Your task is to find every line in the records that holds the string "beta" and copy it.

Top of Record set

//! Parallel Euler-Maruyama Monte Carlo engine.

use std::fmt;
use std::sync::Arc;
use std::time::Instant;

use pricer_models::analytical::EuropeanOption;
use rayon::prelude::*;
use tracing::{debug, debug_span};

use super::accumulator::PayoffAccumulator;
use super::paths::{split_paths, EulerScheme};
use super::statistics::{standard_deviation, standard_error};
use super::{Elasticity, MonteCarloConfig, SimulationResult};
use crate::report::{ReportSink, StdoutSink};
use crate::rng::{fresh_seed, PricerRng};

/// Monte Carlo pricer for one European option.
///
/// Holds its own copy of the option and an immutable configuration, so the
/// engine is stateless across calls and can be shared between threads.
/// Paths are split into partitions priced in parallel on the rayon pool;
/// partition `i` draws from `PricerRng::for_stream(seed, i)`.
///
/// # Examples
///
/// ```rust
/// use pricer_models::analytical::EuropeanOption;
/// use pricer_models::instruments::OptionType;
/// use pricer_pricing::mc::{Elasticity, MonteCarloConfig, MonteCarloEngine};
///
/// let option = EuropeanOption::new(OptionType::Call, 0.25, 65.0, 60.0, 0.08, 0.3);
/// let config = MonteCarloConfig::builder()
///     .n_paths(20_000)
///     .subintervals(50)
///     .seed(42)
///     .build()
///     .unwrap();
/// let engine = MonteCarloEngine::with_config(option, config);
///
/// let result = engine.simulate(Elasticity::Linear, true);
/// let se = result.standard_error.unwrap();
/// assert!((result.price - result.analytical_price).abs() < 5.0 * se);
/// ```
#[derive(Clone)]
pub struct MonteCarloEngine {
    option: EuropeanOption,
    config: MonteCarloConfig,
    sink: Arc<dyn ReportSink>,
}

impl MonteCarloEngine {
    /// Engine with an unvalidated configuration, fresh entropy per call
    /// and console reporting.
    pub fn new(option: EuropeanOption, subintervals: usize, n_paths: usize) -> Self {
        Self::with_config(option, MonteCarloConfig::new(subintervals, n_paths))
    }

    /// Engine with an explicit configuration and console reporting.
    pub fn with_config(option: EuropeanOption, config: MonteCarloConfig) -> Self {
        Self {
            option,
            config,
            sink: Arc::new(StdoutSink),
        }
    }

    /// Replaces the report sink.
    #[must_use]
    pub fn with_sink(self, sink: Arc<dyn ReportSink>) -> Self {
        Self { sink, ..self }
    }

    /// The option being priced.
    #[inline]
    pub fn option(&self) -> &EuropeanOption {
        &self.option
    }

    /// The simulation configuration.
    #[inline]
    pub fn config(&self) -> &MonteCarloConfig {
        &self.config
    }

    /// Euler subintervals per path.
    #[inline]
    pub fn subintervals(&self) -> usize {
        self.config.subintervals()
    }

    /// Number of simulated paths.
    #[inline]
    pub fn n_paths(&self) -> usize {
        self.config.n_paths()
    }

    /// Simulated price with diffusion elasticity `beta`.
    ///
    /// When `error_analysis` is set the error report is handed to the
    /// engine's sink before returning. The price is returned either way.
    pub fn price(&self, beta: f64, error_analysis: bool) -> f64 {
        let result = self.simulate(Elasticity::from(beta), error_analysis);
        if let Some(report) = result.error_report() {
            self.sink.emit(&report);
        }
        result.price
    }

    /// Runs the simulation and returns price and diagnostics without
    /// reporting.
    ///
    /// Zero paths yield a NaN price. Results are reproducible only when the
    /// configuration pins both the seed and the worker count.
    pub fn simulate(&self, elasticity: Elasticity, error_analysis: bool) -> SimulationResult {
        let n_paths = self.config.n_paths();
        let subintervals = self.config.subintervals();
        let seed = self.config.seed().unwrap_or_else(fresh_seed);
        let workers = self
            .config
            .workers()
            .unwrap_or_else(rayon::current_num_threads);

        let scheme = EulerScheme::new(&self.option, subintervals, elasticity);
        let partitions = split_paths(n_paths, workers);

        let span = debug_span!(
            "monte_carlo",
            option_id = self.option.id(),
            n_paths,
            subintervals,
            beta = elasticity.beta()
        );
        let _guard = span.enter();
        debug!(seed, partitions = partitions.len(), "starting simulation");
        let start = Instant::now();

        let option = &self.option;
        let partials: Vec<PayoffAccumulator> = partitions
            .par_iter()
            .enumerate()
            .map(|(index, &paths)| {
                let mut rng = PricerRng::for_stream(seed, index);
                scheme.simulate_chunk(option, paths, error_analysis, &mut rng)
            })
            .collect();
        // Merge in partition order so a pinned seed gives identical sums
        let totals = partials
            .into_iter()
            .fold(PayoffAccumulator::default(), PayoffAccumulator::merge);

        let rate = self.option.rate();
        let maturity = self.option.maturity();
        let price = totals.sum() / n_paths as f64 * (-rate * maturity).exp();

        let (sd, se) = if error_analysis {
            let sd = standard_deviation(
                totals.sum(),
                totals.sum_squares(),
                n_paths,
                rate,
                maturity,
            );
            (Some(sd), Some(standard_error(sd, n_paths)))
        } else {
            (None, None)
        };

        let result = SimulationResult {
            price,
            analytical_price: self.option.price(),
            n_paths,
            subintervals,
            elasticity,
            seed,
            partitions: partitions.len(),
            standard_deviation: sd,
            standard_error: se,
        };

        debug!(
            price,
            bias = result.bias(),
            paths_simulated = totals.count(),
            elapsed_ms = start.elapsed().as_secs_f64() * 1e3,
            "simulation finished"
        );

        result
    }
}

impl fmt::Debug for MonteCarloEngine {
    fn fmt(&self, f: &mut fmt::Formatter<'_>) -> fmt::Result {
        f.debug_struct("MonteCarloEngine")
            .field("option", &self.option)
            .field("config", &self.config)
            .finish_non_exhaustive()
    }
}
//! Analytical comparison tests for Monte Carlo pricing.
//!
//! These tests verify that Monte Carlo prices converge to the closed-form
//! generalised Black-Scholes-Merton price for β = 1.
//!
//! # Test Categories
//!
//! 1. **Reference Options**: the classic call and put scenarios
//! 2. **Convergence Tests**: standard error shrinks as 1/√n and the
//!    discretisation bias shrinks with finer time grids
//! 3. **Elasticity Tests**: special-cased exponents agree with `powf`
//! 4. **Boundary Tests**: deep in/out-of-the-money options

use std::sync::Arc;

use approx::assert_relative_eq;
use pricer_models::analytical::EuropeanOption;
use pricer_models::instruments::OptionType;
use pricer_pricing::mc::{Elasticity, MonteCarloConfig, MonteCarloEngine, SimulationResult};
use pricer_pricing::report::MemorySink;

const SEED: u64 = 42;
const WORKERS: usize = 8;

fn reference_call() -> EuropeanOption {
    EuropeanOption::new(OptionType::Call, 0.25, 65.0, 60.0, 0.08, 0.3)
}

fn reference_put() -> EuropeanOption {
    EuropeanOption::new(OptionType::Put, 1.0, 100.0, 100.0, 0.0, 0.2).with_id(2)
}

fn engine(option: EuropeanOption, n_paths: usize, subintervals: usize) -> MonteCarloEngine {
    let config = MonteCarloConfig::builder()
        .n_paths(n_paths)
        .subintervals(subintervals)
        .seed(SEED)
        .workers(WORKERS)
        .build()
        .unwrap();
    MonteCarloEngine::with_config(option, config).with_sink(Arc::new(MemorySink::new()))
}

fn assert_within_standard_errors(result: &SimulationResult, k: f64, label: &str) {
    let se = result.standard_error.unwrap();
    let error = result.bias().abs();
    assert!(
        error < k * se,
        "{}: MC={:.4}, Analytical={:.4}, Error={:.4}, Tolerance={:.4}",
        label,
        result.price,
        result.analytical_price,
        error,
        k * se
    );
}

// ============================================================================
// Reference Options
// ============================================================================

#[test]
fn test_reference_call_mc_vs_analytical() {
    let result = engine(reference_call(), 100_000, 50).simulate(Elasticity::Linear, true);
    assert_relative_eq!(result.analytical_price, 2.1334, epsilon = 1e-4);
    assert_within_standard_errors(&result, 4.0, "Reference call");
}

#[test]
fn test_reference_put_mc_vs_analytical() {
    let result = engine(reference_put(), 100_000, 50).simulate(Elasticity::Linear, true);
    assert_relative_eq!(result.analytical_price, 7.9656, epsilon = 1e-4);
    assert_within_standard_errors(&result, 4.0, "Reference put");
}

#[test]
fn test_fine_time_grid_mc_vs_analytical() {
    let result = engine(reference_put(), 20_000, 500).simulate(Elasticity::Linear, true);
    assert_within_standard_errors(&result, 4.0, "Put, 500 subintervals");
}

#[test]
#[ignore = "ten million paths; run with --ignored"]
fn test_reference_call_ten_million_paths() {
    let result = engine(reference_call(), 10_000_000, 100).simulate(Elasticity::Linear, true);
    assert!((result.price - result.analytical_price).abs() < 0.01);
}

// ============================================================================
// Convergence Tests
// ============================================================================

#[test]
fn test_standard_error_shrinks_with_paths() {
    let small = engine(reference_call(), 1_000, 20).simulate(Elasticity::Linear, true);
    let large = engine(reference_call(), 100_000, 20).simulate(Elasticity::Linear, true);

    // 100x the paths: standard error should fall by about 10x
    let ratio = small.standard_error.unwrap() / large.standard_error.unwrap();
    assert!(
        (7.0..13.0).contains(&ratio),
        "SE ratio {:.3} outside [7, 13]",
        ratio
    );
}

#[test]
fn test_path_sweep_stays_within_confidence_band() {
    for n_paths in [1_000, 10_000, 100_000] {
        let result = engine(reference_put(), n_paths, 20).simulate(Elasticity::Linear, true);
        assert_within_standard_errors(&result, 4.0, &format!("{} paths", n_paths));
    }
}

#[test]
fn test_discretisation_bias_shrinks_with_subintervals() {
    // High volatility makes the one-step Euler bias large: the terminal
    // spot is normal, so the put is worth 100·φ(0) ≈ 39.894 against the
    // closed-form 38.292
    let option = EuropeanOption::new(OptionType::Put, 1.0, 100.0, 100.0, 0.0, 1.0);
    let coarse = engine(option, 100_000, 1).simulate(Elasticity::Linear, true);
    let fine = engine(option, 100_000, 200).simulate(Elasticity::Linear, true);

    let coarse_se = coarse.standard_error.unwrap();
    assert!(
        coarse.bias() > 4.0 * coarse_se,
        "one-step bias {:.4} not resolved (SE {:.4})",
        coarse.bias(),
        coarse_se
    );
    assert_within_standard_errors(&fine, 4.0, "Put, 200 subintervals");
    assert!(fine.bias().abs() < coarse.bias().abs());
}

#[test]
fn test_error_analysis_report_reaches_sink() {
    let sink = Arc::new(MemorySink::new());
    let engine = engine(reference_call(), 10_000, 100).with_sink(sink.clone());

    let price = engine.price(1.0, true);
    let reports = sink.reports();

    assert_eq!(reports.len(), 1);
    assert_eq!(reports[0].mc_price, price);
    assert_eq!(reports[0].bsm_price, reference_call().price());
    assert_relative_eq!(
        reports[0].standard_error,
        reports[0].standard_deviation / 100.0,
        max_relative = 1e-14
    );
}

// ============================================================================
// Elasticity Tests
// ============================================================================

#[test]
fn test_special_elasticities_match_general_exponent() {
    // Spot near 1 keeps S^2 dynamics well behaved
    let option = EuropeanOption::new(OptionType::Call, 0.5, 1.0, 1.0, 0.03, 0.2);
    let engine = engine(option, 5_000, 50);

    for (special, beta) in [
        (Elasticity::Linear, 1.0),
        (Elasticity::SquareRoot, 0.5),
        (Elasticity::Quadratic, 2.0),
    ] {
        let fast = engine.simulate(special, false).price;
        let general = engine.simulate(Elasticity::General(beta), false).price;
        assert_relative_eq!(fast, general, max_relative = 1e-9);
    }
}

#[test]
fn test_square_root_elasticity_lowers_atm_put_value() {
    // σ·S^0.5 at S = 100 is a tenth of σ·S
    let engine = engine(reference_put(), 20_000, 50);
    let gbm = engine.simulate(Elasticity::Linear, false).price;
    let cev = engine.simulate(Elasticity::SquareRoot, false).price;
    assert!(cev < 0.2 * gbm, "CEV {:.4} vs GBM {:.4}", cev, gbm);
}

#[test]
fn test_simulation_ignores_cost_of_carry() {
    let base = engine(reference_call(), 5_000, 20).simulate(Elasticity::Linear, false);
    let carried = engine(reference_call().with_cost_of_carry(0.0), 5_000, 20)
        .simulate(Elasticity::Linear, false);
    assert_eq!(base.price, carried.price);
    assert_ne!(base.analytical_price, carried.analytical_price);
}

// ============================================================================
// Boundary Tests
// ============================================================================

#[test]
fn test_deep_out_of_the_money_call_is_worthless() {
    let option = reference_call().with_spot(20.0);
    let result = engine(option, 20_000, 20).simulate(Elasticity::Linear, true);
    assert!(result.price < 1e-6);
    assert!(result.analytical_price < 1e-10);
}

#[test]
fn test_deep_in_the_money_put_near_intrinsic() {
    let option = reference_put().with_spot(20.0);
    let result = engine(option, 20_000, 20).simulate(Elasticity::Linear, true);
    assert_relative_eq!(result.analytical_price, 80.0, epsilon = 1e-8);
    assert_within_standard_errors(&result, 4.0, "Deep ITM put");
}
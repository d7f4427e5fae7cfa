//! # Pricer Pricing
//!
//! Parallel Monte Carlo valuation of European options, checked against the
//! closed-form model of `pricer_models`.
//!
//! - [`mc`]: configuration, Euler-Maruyama stepping with CEV elasticity,
//!   parallel payoff accumulation and error statistics
//! - [`rng`]: seeded per-worker normal generators
//! - [`report`]: the error-analysis table and its sinks
//!
//! ## Usage Example
//!
//! ```rust
//! use pricer_models::analytical::EuropeanOption;
//! use pricer_models::instruments::OptionType;
//! use pricer_pricing::mc::{Elasticity, MonteCarloConfig, MonteCarloEngine};
//!
//! let call = EuropeanOption::new(OptionType::Call, 0.25, 65.0, 60.0, 0.08, 0.3);
//! let config = MonteCarloConfig::builder()
//!     .n_paths(10_000)
//!     .subintervals(100)
//!     .seed(7)
//!     .build()
//!     .unwrap();
//!
//! let result = MonteCarloEngine::with_config(call, config).simulate(Elasticity::Linear, true);
//! println!("{}", result.error_report().unwrap());
//! ```

#![warn(missing_docs)]

pub mod mc;
pub mod report;
pub mod rng;
//! Pseudo-random number generator wrapper for Monte Carlo simulations.
//!
//! This module provides [`PricerRng`], a seeded PRNG wrapper, and
//! [`stream_seed`], which derives decorrelated seeds for parallel workers
//! from a single base seed.

use rand::rngs::StdRng;
use rand::SeedableRng;
use rand_distr::{Distribution, StandardNormal};

/// Monte Carlo simulation random number generator.
///
/// Provides seeded, reproducible standard normal draws. Each worker of a
/// parallel simulation owns its own instance; nothing is shared between
/// threads.
///
/// # Examples
///
/// ```rust
/// use pricer_pricing::rng::PricerRng;
///
/// let mut rng1 = PricerRng::from_seed(12345);
/// let mut rng2 = PricerRng::from_seed(12345);
///
/// // Same seed produces identical sequences
/// assert_eq!(rng1.gen_normal(), rng2.gen_normal());
/// ```
#[derive(Debug, Clone)]
pub struct PricerRng {
    /// The underlying PRNG instance.
    inner: StdRng,
    /// The seed used for initialisation (stored for reproducibility tracking).
    seed: u64,
}

impl PricerRng {
    /// Creates a new RNG instance initialised with the given seed.
    #[inline]
    pub fn from_seed(seed: u64) -> Self {
        Self {
            inner: StdRng::seed_from_u64(seed),
            seed,
        }
    }

    /// Creates the generator for worker `stream_index` of a run seeded with
    /// `base_seed`.
    ///
    /// ```rust
    /// use pricer_pricing::rng::{stream_seed, PricerRng};
    ///
    /// let rng = PricerRng::for_stream(42, 3);
    /// assert_eq!(rng.seed(), stream_seed(42, 3));
    /// ```
    #[inline]
    pub fn for_stream(base_seed: u64, stream_index: usize) -> Self {
        Self::from_seed(stream_seed(base_seed, stream_index))
    }

    /// Returns the seed used for initialisation.
    #[inline]
    pub fn seed(&self) -> u64 {
        self.seed
    }

    /// Generates a single standard normal variate (mean=0, std=1).
    ///
    /// Uses the Ziggurat algorithm via `rand_distr::StandardNormal`.
    #[inline]
    pub fn gen_normal(&mut self) -> f64 {
        StandardNormal.sample(&mut self.inner)
    }
}

/// Seed for parallel stream `stream_index` derived from `base_seed`.
///
/// Applies one SplitMix64 round to the base seed offset by the stream index,
/// so adjacent streams start from unrelated generator states.
#[inline]
pub fn stream_seed(base_seed: u64, stream_index: usize) -> u64 {
    let mut z = base_seed
        .wrapping_add((stream_index as u64).wrapping_add(1).wrapping_mul(0x9E37_79B9_7F4A_7C15));
    z = (z ^ (z >> 30)).wrapping_mul(0xBF58_476D_1CE4_E5B9);
    z = (z ^ (z >> 27)).wrapping_mul(0x94D0_49BB_1331_11EB);
    z ^ (z >> 31)
}

/// Base seed drawn from the thread-local entropy source, used when a run
/// is not pinned to a seed.
#[inline]
pub fn fresh_seed() -> u64 {
    rand::random::<u64>()
}
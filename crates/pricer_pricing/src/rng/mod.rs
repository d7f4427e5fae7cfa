//! # Random Number Generation
//!
//! Seeded normal draws for the Monte Carlo engine.
//!
//! - **Reproducibility**: a base seed plus a stream index fully determines
//!   every draw of a worker
//! - **Independence**: each worker owns its own [`PricerRng`]; streams are
//!   decorrelated through [`stream_seed`]
//!
//! ```rust
//! use pricer_pricing::rng::PricerRng;
//!
//! let mut worker = PricerRng::for_stream(12345, 0);
//! let z = worker.gen_normal();
//! assert!(z.is_finite());
//! ```

pub mod prng;

pub use prng::{fresh_seed, stream_seed, PricerRng};
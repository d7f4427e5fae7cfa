//! Standard normal distribution functions.
//!
//! This module provides:
//! - `norm_cdf`: Cumulative distribution function (CDF)
//! - `norm_pdf`: Probability density function (PDF)
//!
//! The CDF is expressed through the complementary error function so that the
//! tails keep full double precision; `erfc` itself comes from `statrs`.

use statrs::function::erf::erfc;

/// Square root of 2.
const SQRT_2: f64 = std::f64::consts::SQRT_2;

/// 1 / sqrt(2 * pi)
const FRAC_1_SQRT_2PI: f64 = 0.398_942_280_401_432_7;

/// Standard normal cumulative distribution function.
///
/// Computes P(X <= x) where X ~ N(0, 1).
///
/// # Mathematical Definition
/// Φ(x) = (1/2) * erfc(-x / sqrt(2))
///
/// # Arguments
/// * `x` - Input value
///
/// # Returns
/// The probability P(X <= x) for standard normal X, in range [0, 1].
/// NaN propagates unchanged.
///
/// # Examples
/// ```
/// use pricer_models::analytical::distributions::norm_cdf;
///
/// let cdf_0 = norm_cdf(0.0);
/// assert!((cdf_0 - 0.5).abs() < 1e-15);
///
/// let cdf_neg = norm_cdf(-3.0);
/// assert!(cdf_neg < 0.01);
/// ```
#[inline]
pub fn norm_cdf(x: f64) -> f64 {
    0.5 * erfc(-x / SQRT_2)
}

/// Standard normal probability density function.
///
/// # Mathematical Definition
/// φ(x) = (1 / sqrt(2π)) * exp(-x² / 2)
///
/// # Examples
/// ```
/// use pricer_models::analytical::distributions::norm_pdf;
///
/// // φ(1) = exp(-0.5) / sqrt(2π) ≈ 0.2420
/// assert!((norm_pdf(1.0) - 0.2419707245).abs() < 1e-9);
/// ```
#[inline]
pub fn norm_pdf(x: f64) -> f64 {
    FRAC_1_SQRT_2PI * (-0.5 * x * x).exp()
}

#[cfg(test)]
mod tests {
    use super::*;
    use approx::assert_relative_eq;

    // ==========================================================
    // norm_cdf tests
    // ==========================================================

    #[test]
    fn test_norm_cdf_at_zero() {
        assert_relative_eq!(norm_cdf(0.0), 0.5, epsilon = 1e-15);
    }

    #[test]
    fn test_norm_cdf_symmetry() {
        let test_values = [-3.0, -2.0, -1.0, -0.5, 0.0, 0.5, 1.0, 2.0, 3.0];
        for x in test_values {
            assert_relative_eq!(norm_cdf(x) + norm_cdf(-x), 1.0, epsilon = 1e-14);
        }
    }

    #[test]
    fn test_norm_cdf_reference_values() {
        assert_relative_eq!(norm_cdf(1.0), 0.8413447460685429, epsilon = 1e-13);
        assert_relative_eq!(norm_cdf(-1.0), 0.15865525393145707, epsilon = 1e-13);
        assert_relative_eq!(norm_cdf(2.0), 0.9772498680518208, epsilon = 1e-13);
        assert_relative_eq!(norm_cdf(-2.0), 0.022750131948179195, epsilon = 1e-13);
        assert_relative_eq!(norm_cdf(3.0), 0.9986501019683699, epsilon = 1e-13);
    }

    #[test]
    fn test_norm_cdf_deep_tail_keeps_precision() {
        // Φ(-8) ≈ 6.22e-16; a 1 - Φ(8) formulation would round to zero.
        let tail = norm_cdf(-8.0);
        assert!(tail > 0.0);
        assert_relative_eq!(tail, 6.22096057427178e-16, max_relative = 1e-8);
    }

    #[test]
    fn test_norm_cdf_monotonic() {
        let values: Vec<f64> = (-50..=50).map(|i| i as f64 * 0.1).collect();
        for pair in values.windows(2) {
            assert!(
                norm_cdf(pair[1]) > norm_cdf(pair[0]),
                "CDF not monotonic at x = {}",
                pair[0]
            );
        }
    }

    #[test]
    fn test_norm_cdf_nan_propagates() {
        assert!(norm_cdf(f64::NAN).is_nan());
    }

    // ==========================================================
    // norm_pdf tests
    // ==========================================================

    #[test]
    fn test_norm_pdf_at_zero() {
        assert_relative_eq!(norm_pdf(0.0), FRAC_1_SQRT_2PI, epsilon = 1e-15);
    }

    #[test]
    fn test_norm_pdf_symmetry() {
        for x in [0.5, 1.0, 1.5, 2.0, 2.5, 3.0] {
            assert_relative_eq!(norm_pdf(x), norm_pdf(-x), epsilon = 1e-15);
        }
    }

    #[test]
    fn test_norm_pdf_reference_values() {
        assert_relative_eq!(norm_pdf(2.0), 0.05399096651318806, epsilon = 1e-14);
        assert_relative_eq!(norm_pdf(3.0), 0.004431848411938008, epsilon = 1e-14);
    }

    #[test]
    fn test_cdf_pdf_relationship() {
        // Numerical derivative of the CDF should reproduce the PDF
        let h = 1e-5;
        for x in [-2.0, -1.0, 0.0, 1.0, 2.0] {
            let numerical_derivative = (norm_cdf(x + h) - norm_cdf(x - h)) / (2.0 * h);
            assert_relative_eq!(numerical_derivative, norm_pdf(x), epsilon = 1e-9);
        }
    }
}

Bottom of Record set

» **Task result**
    /// Simulated price with diffusion elasticity `beta`.
    pub fn price(&self, beta: f64, error_analysis: bool) -> f64 {
        let result = self.simulate(Elasticity::from(beta), error_analysis);
            beta = elasticity.beta()
    for (special, beta) in [
        let general = engine.simulate(Elasticity::General(beta), false).price;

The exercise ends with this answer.